The Isel is the last free-flowing glacial river in the European Alps. Its clear, cold waters flow almost 60km through gorges, gravel banks, and floodplain forests of Austria's East Tyrol region. Still in a near-natural state, it harbours many threatened species like the German tamarisk (Myricaria germanica) and draws tourists that power the local economy. But the future of the Isel is at risk. For years, developers have been trying to build new hydropower on the river and its tributaries, although over 1,000 hydropower plants are already in operation across Tyrol. And authorities appear unwilling to stop them, as six plants are planned, in the approval process, or under construction in the basin. These dams will alter the natural flow of water and sediment, threatening these free-flowing rivers' benefits. WWF's 10 Rivers at Risk report shows that these plants will produce negligible amounts of power at far from little cost, plus the high cost to nature and people – like the €30 million power plant which will provide electricity to only 1.100 local people, besides getting the municipality into debt to finance the project located at a site prone to landslides, floods, and avalanches.
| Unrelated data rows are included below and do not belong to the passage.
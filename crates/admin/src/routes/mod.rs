//! HTTP route handlers for the admin console.
//!
//! # Route Structure
//!
//! ```text
//! GET  /health                       - Liveness check
//! GET  /health/ready                 - Readiness check (database ping)
//!
//! # Auth (single configured credential)
//! POST /api/admin/login              - Admin login
//! POST /api/admin/logout             - Admin logout
//! GET  /api/admin/auth               - Auth status check
//!
//! # Dashboard
//! GET  /api/admin/stats              - Overview counts
//!
//! # Pickups
//! GET  /api/admin/pickups            - Filtered listing (joined with crew)
//! POST /api/admin/pickups/{id}/assign - Reassign (or detach) a crew
//! GET  /api/admin/pickups/export     - CSV export
//!
//! # Crews
//! GET  /api/admin/crews              - List crews
//! POST /api/admin/crews              - Create crew (hashes password)
//! PUT  /api/admin/crews/{id}         - Partial update
//! DELETE /api/admin/crews/{id}       - Delete (detaches pickups first)
//!
//! # ZIP routing
//! GET  /api/admin/zip-routes         - List rules with crew names
//! POST /api/admin/zip-routes         - Upsert rule by prefix
//! DELETE /api/admin/zip-routes/{id}  - Delete rule
//!
//! # SMS templates
//! GET  /api/admin/sms-templates      - List templates
//! PUT  /api/admin/sms-templates/{type} - Upsert template text
//! ```

pub mod auth;
pub mod crews;
pub mod pickups;
pub mod stats;
pub mod templates;
pub mod zip_routes;

use axum::{
    Router,
    routing::{delete, get, post, put},
};

use crate::state::AppState;

/// Create all routes for the admin console.
pub fn routes() -> Router<AppState> {
    Router::new()
        // Auth
        .route("/api/admin/login", post(auth::login))
        .route("/api/admin/logout", post(auth::logout))
        .route("/api/admin/auth", get(auth::status))
        // Dashboard
        .route("/api/admin/stats", get(stats::stats))
        // Pickups
        .route("/api/admin/pickups", get(pickups::list))
        .route("/api/admin/pickups/export", get(pickups::export))
        .route("/api/admin/pickups/{id}/assign", post(pickups::assign))
        // Crews
        .route("/api/admin/crews", get(crews::list).post(crews::create))
        .route(
            "/api/admin/crews/{id}",
            put(crews::update).delete(crews::remove),
        )
        // ZIP routing
        .route(
            "/api/admin/zip-routes",
            get(zip_routes::list).post(zip_routes::create),
        )
        .route("/api/admin/zip-routes/{id}", delete(zip_routes::remove))
        // SMS templates
        .route("/api/admin/sms-templates", get(templates::list))
        .route("/api/admin/sms-templates/{kind}", put(templates::update))
}
//! Crew repository for database operations.
//!
//! The portal only reads crews: login lookup and profile display. Crew
//! management lives in the admin binary.

use chrono::{DateTime, Utc};
use sqlx::PgPool;

use curbside_core::scheduling::Crew;
use curbside_core::{CrewId, Email, ZipPrefix};

use super::RepositoryError;

// =============================================================================
// Internal Row Types
// =============================================================================

/// Internal row type for `PostgreSQL` crew queries.
#[derive(Debug, sqlx::FromRow)]
struct CrewRow {
    id: i32,
    email: String,
    display_name: String,
    zip_prefixes: Vec<String>,
    created_at: DateTime<Utc>,
    updated_at: DateTime<Utc>,
}

impl TryFrom<CrewRow> for Crew {
    type Error = RepositoryError;

    fn try_from(row: CrewRow) -> Result<Self, Self::Error> {
        let email = Email::parse(&row.email).map_err(|e| {
            RepositoryError::DataCorruption(format!("invalid email in database: {e}"))
        })?;

        let zip_prefixes = row
            .zip_prefixes
            .iter()
            .map(|p| ZipPrefix::parse(p))
            .collect::<Result<Vec<_>, _>>()
            .map_err(|e| {
                RepositoryError::DataCorruption(format!("invalid ZIP prefix in database: {e}"))
            })?;

        Ok(Self {
            id: CrewId::new(row.id),
            email,
            display_name: row.display_name,
            zip_prefixes,
            created_at: row.created_at,
            updated_at: row.updated_at,
        })
    }
}

/// Internal row type for the login query (crew + password hash).
#[derive(Debug, sqlx::FromRow)]
struct CrewWithHashRow {
    id: i32,
    email: String,
    password_hash: String,
    display_name: String,
    zip_prefixes: Vec<String>,
    created_at: DateTime<Utc>,
    updated_at: DateTime<Utc>,
}

// =============================================================================
// Repository
// =============================================================================

/// Repository for crew database operations.
pub struct CrewRepository<'a> {
    pool: &'a PgPool,
}

impl<'a> CrewRepository<'a> {
    /// Create a new crew repository.
    #[must_use]
    pub const fn new(pool: &'a PgPool) -> Self {
        Self { pool }
    }

    /// Get a crew by its ID.
    ///
    /// # Errors
    ///
    /// Returns `RepositoryError::Database` if the query fails.
    /// Returns `RepositoryError::DataCorruption` if the data is invalid.
    pub async fn get_by_id(&self, id: CrewId) -> Result<Option<Crew>, RepositoryError> {
        let row = sqlx::query_as::<_, CrewRow>(
            r"
            SELECT id, email, display_name, zip_prefixes, created_at, updated_at
            FROM crew
            WHERE id = $1
            ",
        )
        .bind(id.as_i32())
        .fetch_optional(self.pool)
        .await?;

        row.map(TryInto::try_into).transpose()
    }

    /// Get a crew and its password hash by email, for login verification.
    ///
    /// # Errors
    ///
    /// Returns `RepositoryError::Database` if the query fails.
    /// Returns `RepositoryError::DataCorruption` if the data is invalid.
    pub async fn get_password_hash(
        &self,
        email: &Email,
    ) -> Result<Option<(Crew, String)>, RepositoryError> {
        let row = sqlx::query_as::<_, CrewWithHashRow>(
            r"
            SELECT id, email, password_hash, display_name, zip_prefixes,
                   created_at, updated_at
            FROM crew
            WHERE email = $1
            ",
        )
        .bind(email.as_str())
        .fetch_optional(self.pool)
        .await?;

        match row {
            Some(r) => {
                let hash = r.password_hash.clone();
                let crew = Crew::try_from(CrewRow {
                    id: r.id,
                    email: r.email,
                    display_name: r.display_name,
                    zip_prefixes: r.zip_prefixes,
                    created_at: r.created_at,
                    updated_at: r.updated_at,
                })?;
                Ok(Some((crew, hash)))
            }
            None => Ok(None),
        }
    }
}
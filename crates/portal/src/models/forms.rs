//! Boundary validation of request bodies.
//!
//! Raw JSON bodies are deserialized into loosely-typed forms, then
//! validated into strongly-typed requests before they reach lifecycle
//! logic. Validation collects every field problem rather than stopping at
//! the first.

use chrono::NaiveDate;
use serde::Deserialize;

use curbside_core::Timeslot;
use curbside_core::scheduling::{FieldError, ScheduleRequest};

/// Minimum address length for the public intake form.
const MIN_ADDRESS_LENGTH: usize = 10;

/// Public scheduling form data.
#[derive(Debug, Deserialize)]
pub struct SchedulePickupForm {
    #[serde(default)]
    pub address: String,
    #[serde(default)]
    pub desired_date: String,
    #[serde(default)]
    pub timeslot: String,
}

impl SchedulePickupForm {
    /// Validate into a typed [`ScheduleRequest`].
    ///
    /// # Errors
    ///
    /// Returns every field-level problem found.
    pub fn validate(self) -> Result<ScheduleRequest, Vec<FieldError>> {
        let mut errors = Vec::new();

        let address = self.address.trim().to_owned();
        if address.len() < MIN_ADDRESS_LENGTH {
            errors.push(FieldError::new(
                "address",
                format!("Address must be at least {MIN_ADDRESS_LENGTH} characters"),
            ));
        }

        let date = if self.desired_date.is_empty() {
            errors.push(FieldError::new("desired_date", "Date is required"));
            None
        } else {
            match NaiveDate::parse_from_str(&self.desired_date, "%Y-%m-%d") {
                Ok(date) => Some(date),
                Err(_) => {
                    errors.push(FieldError::new(
                        "desired_date",
                        "Date must be an ISO date (YYYY-MM-DD)",
                    ));
                    None
                }
            }
        };

        let timeslot = match self.timeslot.parse::<Timeslot>() {
            Ok(slot) => Some(slot),
            Err(_) => {
                errors.push(FieldError::new("timeslot", "Please select a valid time slot"));
                None
            }
        };

        match (date, timeslot) {
            (Some(date), Some(timeslot)) if errors.is_empty() => Ok(ScheduleRequest {
                address,
                date,
                timeslot,
            }),
            _ => Err(errors),
        }
    }
}

/// Login form data.
#[derive(Debug, Deserialize)]
pub struct LoginForm {
    pub email: String,
    pub password: String,
}
//! The scheduling domain: entities, storage seam, pickup lifecycle, and
//! notification dispatch.
//!
//! The lifecycle is written against two traits so it stays testable without
//! a web framework or a database:
//!
//! - [`ScheduleStore`] - the storage operations the lifecycle needs (ZIP
//!   lookup, pickup insert, atomic conditional completion, template read)
//! - [`SmsGateway`] - outbound SMS delivery
//!
//! Production wires these to `PostgreSQL` and Twilio in the portal binary;
//! tests use in-memory fakes.

mod error;
mod lifecycle;
mod model;
mod notify;
mod store;

pub use error::{FieldError, SchedulingError};
pub use lifecycle::{ScheduleRequest, Scheduler};
pub use model::{Crew, NewPickup, Pickup, SmsTemplate, ZipRoute};
pub use notify::{DeliveryError, NotifyOutcome, SmsGateway, dispatch, extract_phone, render_template};
pub use store::{ScheduleStore, StoreError};

#[cfg(test)]
mod tests;
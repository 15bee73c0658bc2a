//! SMS template repository.

use sqlx::PgPool;

use curbside_core::scheduling::SmsTemplate;
use curbside_core::{TemplateId, TemplateKind};

use super::RepositoryError;

/// Internal row type for SMS template queries.
#[derive(Debug, sqlx::FromRow)]
struct TemplateRow {
    id: i32,
    template_type: String,
    template_text: String,
}

impl TryFrom<TemplateRow> for SmsTemplate {
    type Error = RepositoryError;

    fn try_from(row: TemplateRow) -> Result<Self, Self::Error> {
        let template_type = row.template_type.parse::<TemplateKind>().map_err(|e| {
            RepositoryError::DataCorruption(format!("invalid template type in database: {e}"))
        })?;

        Ok(Self {
            id: TemplateId::new(row.id),
            template_type,
            template_text: row.template_text,
        })
    }
}

/// Repository for SMS notification templates.
pub struct TemplateRepository<'a> {
    pool: &'a PgPool,
}

impl<'a> TemplateRepository<'a> {
    /// Create a new template repository.
    #[must_use]
    pub const fn new(pool: &'a PgPool) -> Self {
        Self { pool }
    }

    /// List all templates, ordered by type.
    ///
    /// # Errors
    ///
    /// Returns `RepositoryError::Database` if the query fails.
    pub async fn list_all(&self) -> Result<Vec<SmsTemplate>, RepositoryError> {
        let rows = sqlx::query_as::<_, TemplateRow>(
            "SELECT id, template_type, template_text FROM sms_template ORDER BY template_type",
        )
        .fetch_all(self.pool)
        .await?;

        rows.into_iter().map(TryInto::try_into).collect()
    }

    /// Create or replace the template for a kind (one row per kind).
    ///
    /// # Errors
    ///
    /// Returns `RepositoryError::Database` if the statement fails.
    pub async fn upsert(
        &self,
        kind: TemplateKind,
        text: &str,
    ) -> Result<SmsTemplate, RepositoryError> {
        let row = sqlx::query_as::<_, TemplateRow>(
            r"
            INSERT INTO sms_template (template_type, template_text)
            VALUES ($1, $2)
            ON CONFLICT (template_type)
            DO UPDATE SET template_text = EXCLUDED.template_text, updated_at = NOW()
            RETURNING id, template_type, template_text
            ",
        )
        .bind(kind.as_str())
        .bind(text)
        .fetch_one(self.pool)
        .await?;

        row.try_into()
    }
}
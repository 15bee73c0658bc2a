//! Authentication middleware and extractors for the crew context.
//!
//! Provides an extractor for requiring crew authentication in route
//! handlers. All crew-scoped queries derive their crew id from this
//! extractor, never from request input.

use axum::{
    extract::FromRequestParts,
    http::{StatusCode, request::Parts},
    response::{IntoResponse, Redirect, Response},
};
use tower_sessions::Session;

use crate::models::{CurrentCrew, session_keys};

/// Extractor that requires crew authentication.
///
/// If no crew is logged in, returns 401 Unauthorized for API requests and a
/// redirect to the login page otherwise.
///
/// # Example
///
/// ```rust,ignore
/// async fn protected_handler(
///     RequireCrewAuth(crew): RequireCrewAuth,
/// ) -> impl IntoResponse {
///     format!("Hello, {}!", crew.display_name)
/// }
/// ```
pub struct RequireCrewAuth(pub CurrentCrew);

/// Error returned when crew authentication is required but missing.
pub enum CrewAuthRejection {
    /// Redirect to login page (for interactive requests).
    RedirectToLogin,
    /// Unauthorized response (for API requests).
    Unauthorized,
}

impl IntoResponse for CrewAuthRejection {
    fn into_response(self) -> Response {
        match self {
            Self::RedirectToLogin => Redirect::to("/crew/login").into_response(),
            Self::Unauthorized => StatusCode::UNAUTHORIZED.into_response(),
        }
    }
}

impl<S> FromRequestParts<S> for RequireCrewAuth
where
    S: Send + Sync,
{
    type Rejection = CrewAuthRejection;

    async fn from_request_parts(parts: &mut Parts, _state: &S) -> Result<Self, Self::Rejection> {
        // Get the session from extensions (set by SessionManagerLayer)
        let session = parts
            .extensions
            .get::<Session>()
            .ok_or(CrewAuthRejection::Unauthorized)?;

        // Get the current crew from the session
        let crew: CurrentCrew = session
            .get(session_keys::CURRENT_CREW)
            .await
            .ok()
            .flatten()
            .ok_or_else(|| {
                // Check if this is an API request
                let is_api = parts.uri.path().starts_with("/api/");
                if is_api {
                    CrewAuthRejection::Unauthorized
                } else {
                    CrewAuthRejection::RedirectToLogin
                }
            })?;

        Ok(Self(crew))
    }
}

/// Helper to set the current crew in the session.
///
/// # Errors
///
/// Returns an error if the session cannot be modified.
pub async fn set_current_crew(
    session: &Session,
    crew: &CurrentCrew,
) -> Result<(), tower_sessions::session::Error> {
    session.insert(session_keys::CURRENT_CREW, crew).await
}

/// Helper to clear the current crew from the session (logout).
///
/// # Errors
///
/// Returns an error if the session cannot be modified.
pub async fn clear_current_crew(session: &Session) -> Result<(), tower_sessions::session::Error> {
    session.remove::<CurrentCrew>(session_keys::CURRENT_CREW).await?;
    Ok(())
}
//! Best-effort SMS notification dispatch.
//!
//! Template resolution (the template must exist to send) is decoupled from
//! delivery failure (which must never abort the caller). [`dispatch`]
//! therefore never returns an error: every failure path logs and reports
//! [`NotifyOutcome::Skipped`].

use std::sync::LazyLock;

use regex::Regex;
use thiserror::Error;

use super::store::ScheduleStore;
use crate::types::TemplateKind;

/// Matches a US phone number embedded in address free text.
static PHONE_TOKEN: LazyLock<Regex> = LazyLock::new(|| {
    #[allow(clippy::unwrap_used)] // pattern is a compile-time constant
    Regex::new(r"(\+?1[-.\s]?)?\(?\d{3}\)?[-.\s]?\d{3}[-.\s]?\d{4}").unwrap()
});

/// Errors a gateway can report on delivery.
#[derive(Debug, Error)]
pub enum DeliveryError {
    /// The gateway has no provider credentials configured.
    #[error("SMS delivery is disabled")]
    Disabled,

    /// The provider rejected or failed the send.
    #[error("SMS delivery failed: {0}")]
    Failed(String),
}

/// Outbound SMS delivery.
#[allow(async_fn_in_trait)]
pub trait SmsGateway {
    /// Deliver `body` to the phone number `to`.
    async fn deliver(&self, to: &str, body: &str) -> Result<(), DeliveryError>;
}

/// What happened to a notification attempt.
#[derive(Debug, Clone, Copy, PartialEq, Eq)]
pub enum NotifyOutcome {
    /// The message was handed to the provider.
    Sent,
    /// No template, no destination, or delivery failed. Logged, not an
    /// error.
    Skipped,
}

/// Substitute `[name]` placeholders in a template.
///
/// Unmatched placeholders remain literally in the output; unknown variables
/// are ignored.
#[must_use]
pub fn render_template(template: &str, vars: &[(&str, &str)]) -> String {
    let mut out = template.to_owned();
    for (name, value) in vars {
        out = out.replace(&format!("[{name}]"), value);
    }
    out
}

/// Find a contact phone number embedded in the pickup address, if any.
#[must_use]
pub fn extract_phone(address: &str) -> Option<String> {
    PHONE_TOKEN
        .find(address)
        .map(|m| m.as_str().trim().to_owned())
}

/// Format and send the notification for a lifecycle event.
///
/// Looks up the template for `kind`, substitutes `vars`, and attempts
/// delivery to `to`. Absent template, absent destination, and delivery
/// failure all log and return [`NotifyOutcome::Skipped`].
pub async fn dispatch<S, G>(
    store: &S,
    gateway: &G,
    kind: TemplateKind,
    to: Option<&str>,
    vars: &[(&str, &str)],
) -> NotifyOutcome
where
    S: ScheduleStore,
    G: SmsGateway,
{
    let template = match store.template(kind).await {
        Ok(Some(template)) => template,
        Ok(None) => {
            tracing::debug!(kind = %kind, "no SMS template configured, skipping notification");
            return NotifyOutcome::Skipped;
        }
        Err(err) => {
            tracing::warn!(kind = %kind, error = %err, "failed to load SMS template");
            return NotifyOutcome::Skipped;
        }
    };

    let Some(to) = to else {
        tracing::debug!(kind = %kind, "no contact phone number, skipping notification");
        return NotifyOutcome::Skipped;
    };

    let body = render_template(&template.template_text, vars);

    match gateway.deliver(to, &body).await {
        Ok(()) => {
            tracing::info!(kind = %kind, "notification sent");
            NotifyOutcome::Sent
        }
        Err(err) => {
            tracing::warn!(kind = %kind, error = %err, "notification delivery failed");
            NotifyOutcome::Skipped
        }
    }
}
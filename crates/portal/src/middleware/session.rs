//! Session middleware configuration.
//!
//! Sets up `PostgreSQL`-backed sessions using tower-sessions.

use sqlx::PgPool;
use tower_sessions::{Expiry, SessionManagerLayer};
use tower_sessions_sqlx_store::PostgresStore;

use crate::config::PortalConfig;

/// Session cookie name.
pub const SESSION_COOKIE_NAME: &str = "curbside_session";

/// Session expiry time in seconds (7 days).
const SESSION_EXPIRY_SECONDS: i64 = 7 * 24 * 60 * 60;

/// Create the session layer with `PostgreSQL` store.
///
/// Also provisions the tower-sessions table if it does not exist yet.
///
/// # Errors
///
/// Returns `sqlx::Error` if the session table cannot be provisioned.
pub async fn create_session_layer(
    pool: &PgPool,
    config: &PortalConfig,
) -> Result<SessionManagerLayer<PostgresStore>, sqlx::Error> {
    let store = PostgresStore::new(pool.clone());
    store.migrate().await?;

    // Determine if we're in production (HTTPS)
    let is_secure = config.base_url.starts_with("https://");

    Ok(SessionManagerLayer::new(store)
        .with_name(SESSION_COOKIE_NAME)
        .with_expiry(Expiry::OnInactivity(
            tower_sessions::cookie::time::Duration::seconds(SESSION_EXPIRY_SECONDS),
        ))
        .with_secure(is_secure)
        .with_same_site(tower_sessions::cookie::SameSite::Lax)
        .with_http_only(true)
        .with_path("/"))
}
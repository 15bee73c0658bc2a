//! Admin credential verification.
//!
//! The admin is a single configured email/password pair, not a database
//! row. Both comparisons are constant-time so response timing leaks nothing
//! about how much of the pair matched.

use secrecy::ExposeSecret;

use crate::config::AdminConfig;

/// Check a submitted email/password pair against the configured admin
/// credential.
#[must_use]
pub fn verify_admin_credentials(config: &AdminConfig, email: &str, password: &str) -> bool {
    let email_ok = constant_time_compare(&config.admin_email, email);
    let password_ok = constant_time_compare(config.admin_password.expose_secret(), password);
    email_ok && password_ok
}

/// Constant-time string comparison to prevent timing attacks.
fn constant_time_compare(a: &str, b: &str) -> bool {
    if a.len() != b.len() {
        return false;
    }

    let mut result: u8 = 0;
    for (x, y) in a.bytes().zip(b.bytes()) {
        result |= x ^ y;
    }

    result == 0
}

#[cfg(test)]
mod tests {
    use super::*;
    use secrecy::SecretString;

    fn config() -> AdminConfig {
        AdminConfig {
            database_url: SecretString::from("postgres://test".to_string()),
            host: "127.0.0.1".parse().expect("valid address"),
            port: 3001,
            base_url: "http://localhost:3001".to_string(),
            admin_email: "admin@curbside.example".to_string(),
            admin_password: SecretString::from("hunter2hunter2".to_string()),
            sentry_dsn: None,
            sentry_environment: None,
        }
    }

    #[test]
    fn test_constant_time_compare_equal() {
        assert!(constant_time_compare("hello", "hello"));
        assert!(constant_time_compare("", ""));
    }

    #[test]
    fn test_constant_time_compare_not_equal() {
        assert!(!constant_time_compare("hello", "world"));
        assert!(!constant_time_compare("hello", "hell"));
        assert!(!constant_time_compare("hello", "helloo"));
    }

    #[test]
    fn test_correct_pair_accepted() {
        assert!(verify_admin_credentials(
            &config(),
            "admin@curbside.example",
            "hunter2hunter2"
        ));
    }

    #[test]
    fn test_wrong_email_rejected() {
        assert!(!verify_admin_credentials(
            &config(),
            "crew1@example.com",
            "hunter2hunter2"
        ));
    }

    #[test]
    fn test_wrong_password_rejected() {
        assert!(!verify_admin_credentials(
            &config(),
            "admin@curbside.example",
            "wrong"
        ));
    }
}
//! HTTP middleware stack for the portal.
//!
//! # Middleware Order (bottom to top in Router)
//!
//! 1. Sentry layers (capture errors, transactions)
//! 2. `TraceLayer` (request tracing)
//! 3. Session layer (tower-sessions with `PostgreSQL` store)

pub mod auth;
pub mod session;

pub use auth::{RequireCrewAuth, clear_current_crew, set_current_crew};
pub use session::create_session_layer;
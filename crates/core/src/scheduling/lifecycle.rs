//! The pickup lifecycle: create -> assign -> complete.

use chrono::NaiveDate;

use super::error::{FieldError, SchedulingError};
use super::model::{NewPickup, Pickup};
use super::notify::{self, NotifyOutcome, SmsGateway};
use super::store::{ScheduleStore, StoreError};
use crate::types::{CrewId, PickupId, TemplateKind, Timeslot, extract_zip_prefix};

/// A boundary-validated intake request.
///
/// Field types already guarantee a well-formed date and a known timeslot;
/// [`Scheduler::schedule`] still enforces the today-or-future rule.
#[derive(Debug, Clone)]
pub struct ScheduleRequest {
    pub address: String,
    pub date: NaiveDate,
    pub timeslot: Timeslot,
}

/// Drives pickup state transitions against an injected store and SMS
/// gateway.
///
/// `Scheduled -> Completed` is one-way and terminal; there is no
/// cancellation. Notification dispatch is best-effort: its failure never
/// rolls back or fails the lifecycle mutation.
pub struct Scheduler<'a, S, G> {
    store: &'a S,
    sms: &'a G,
}

impl<'a, S, G> Scheduler<'a, S, G>
where
    S: ScheduleStore,
    G: SmsGateway,
{
    /// Create a scheduler over a store and an SMS gateway.
    #[must_use]
    pub const fn new(store: &'a S, sms: &'a G) -> Self {
        Self { store, sms }
    }

    /// Determine the owning crew for an address by ZIP-prefix routing.
    ///
    /// Scans the address for the first 5-digit postal token, takes its
    /// 3-digit prefix, and looks up an exact-match assignment. `None` when
    /// the address has no postal token or no assignment matches.
    ///
    /// # Errors
    ///
    /// Returns an error only if the store lookup fails.
    pub async fn resolve_crew(&self, address: &str) -> Result<Option<CrewId>, StoreError> {
        match extract_zip_prefix(address) {
            Some(prefix) => self.store.crew_for_prefix(&prefix).await,
            None => Ok(None),
        }
    }

    /// Create a pickup from a public intake request.
    ///
    /// Validates the date is `today` or later, routes the pickup to a crew
    /// (possibly none), persists it as `Scheduled`, and dispatches the
    /// `Scheduled` notification best-effort.
    ///
    /// # Errors
    ///
    /// Returns [`SchedulingError::Validation`] for a past date and
    /// [`SchedulingError::Store`] if persistence fails.
    pub async fn schedule(
        &self,
        request: ScheduleRequest,
        today: NaiveDate,
    ) -> Result<Pickup, SchedulingError> {
        if request.date < today {
            return Err(SchedulingError::Validation(vec![FieldError::new(
                "desired_date",
                "date must be today or in the future",
            )]));
        }

        let crew_id = self.resolve_crew(&request.address).await?;

        let pickup = self
            .store
            .insert_pickup(NewPickup {
                address: request.address,
                scheduled_date: request.date,
                timeslot: request.timeslot,
                crew_id,
            })
            .await?;

        let date = pickup.scheduled_date.to_string();
        self.notify(
            TemplateKind::Scheduled,
            &pickup,
            &[
                ("scheduled_date", date.as_str()),
                ("timeslot", pickup.timeslot.label()),
            ],
        )
        .await;

        Ok(pickup)
    }

    /// Mark a pickup completed on behalf of a crew.
    ///
    /// Relies on the store's single conditional update: the pickup must
    /// exist, belong to `crew_id`, and still be `Scheduled`, or the call
    /// fails with [`SchedulingError::NotFound`]. Two concurrent completions
    /// can therefore never both succeed. On success the `Completed`
    /// notification is dispatched best-effort.
    ///
    /// # Errors
    ///
    /// Returns [`SchedulingError::NotFound`] when no matching row exists
    /// and [`SchedulingError::Store`] if the update itself fails.
    pub async fn complete(
        &self,
        pickup_id: PickupId,
        crew_id: CrewId,
    ) -> Result<Pickup, SchedulingError> {
        let pickup = self
            .store
            .complete_pickup(pickup_id, crew_id)
            .await?
            .ok_or(SchedulingError::NotFound)?;

        self.notify(
            TemplateKind::Completed,
            &pickup,
            &[("address", pickup.address.as_str())],
        )
        .await;

        Ok(pickup)
    }

    async fn notify(
        &self,
        kind: TemplateKind,
        pickup: &Pickup,
        vars: &[(&str, &str)],
    ) -> NotifyOutcome {
        let to = notify::extract_phone(&pickup.address);
        notify::dispatch(self.store, self.sms, kind, to.as_deref(), vars).await
    }
}
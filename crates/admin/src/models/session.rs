//! Session-related types for admin authentication.

use serde::{Deserialize, Serialize};

/// Session-stored admin identity.
///
/// The admin is a single configured credential, not a table row, so the
/// session carries only the login email.
#[derive(Debug, Clone, Serialize, Deserialize)]
pub struct CurrentAdmin {
    /// The email the admin logged in with.
    pub email: String,
}

/// Session keys for admin authentication data.
pub mod keys {
    /// Key for storing the current logged-in admin.
    pub const CURRENT_ADMIN: &str = "current_admin";
}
WWF and 43 groups, including prominent scientific voices, are calling for an end to all new hydropower development in the Isel and across the region. Renewable alternatives (e.g., solar and wind) offer a better path as they are LowCx3 - low carbon, low cost, and low conflict with rivers and communities. This way, authorities can protect one of Europe's last natural river systems to benefit nature and future generations. 

© Zig Koch / WWF-Brazil


#1 Tapajós

Brazil's Tapajós River is one of the largest, free-flowing tributaries of the Amazon, flowing for over 2000km through habitats ranging from the cerrado savanna to rainforests. It is also one of the few fast-flowing, clearwater rivers in the region, boasting extraordinarily rich biodiversity like the endangered river dolphin Tucuxi. Indigenous people and local communities also depend on Tapajós' natural flows and flood pulses – it supports fisheries, fertilizes fields, and provides clean water, sustaining livelihoods and cultures. But all these benefits are under threat, especially from hydropower dams. Regarded as one of the best remaining hydropower generation opportunities, there are 42 dams planned in the Tapajós River. WWF's 10 Rivers at Risk report  states that the region will suffer disastrous environmental and social consequences if these dams are built, such as flooding around 2,000km2 of Indigenous territories by reservoirs. It would also promote deforestation, which generates greenhouse gas emissions - hindering efforts to tackle the climate crisis. Thanks to the indigenous Munduruku tribe, who've fought years of court battles to protect their lands, the largest proposed dam at São Luiz do Tapajós was cancelled in 2016. But there are still many on the drawing board. Instead of pursuing 20th-century infrastructure solutions, Brazil should reassess the best energy mix by factoring in the plunging price of renewable alternatives, like solar and wind, and the full impact of these dams on communities, wildlife, and the climate. The hydropower plans on the Tapajós should be replaced by renewable energy that is LowCx3: low carbon, low cost, and low conflict with communities and rivers.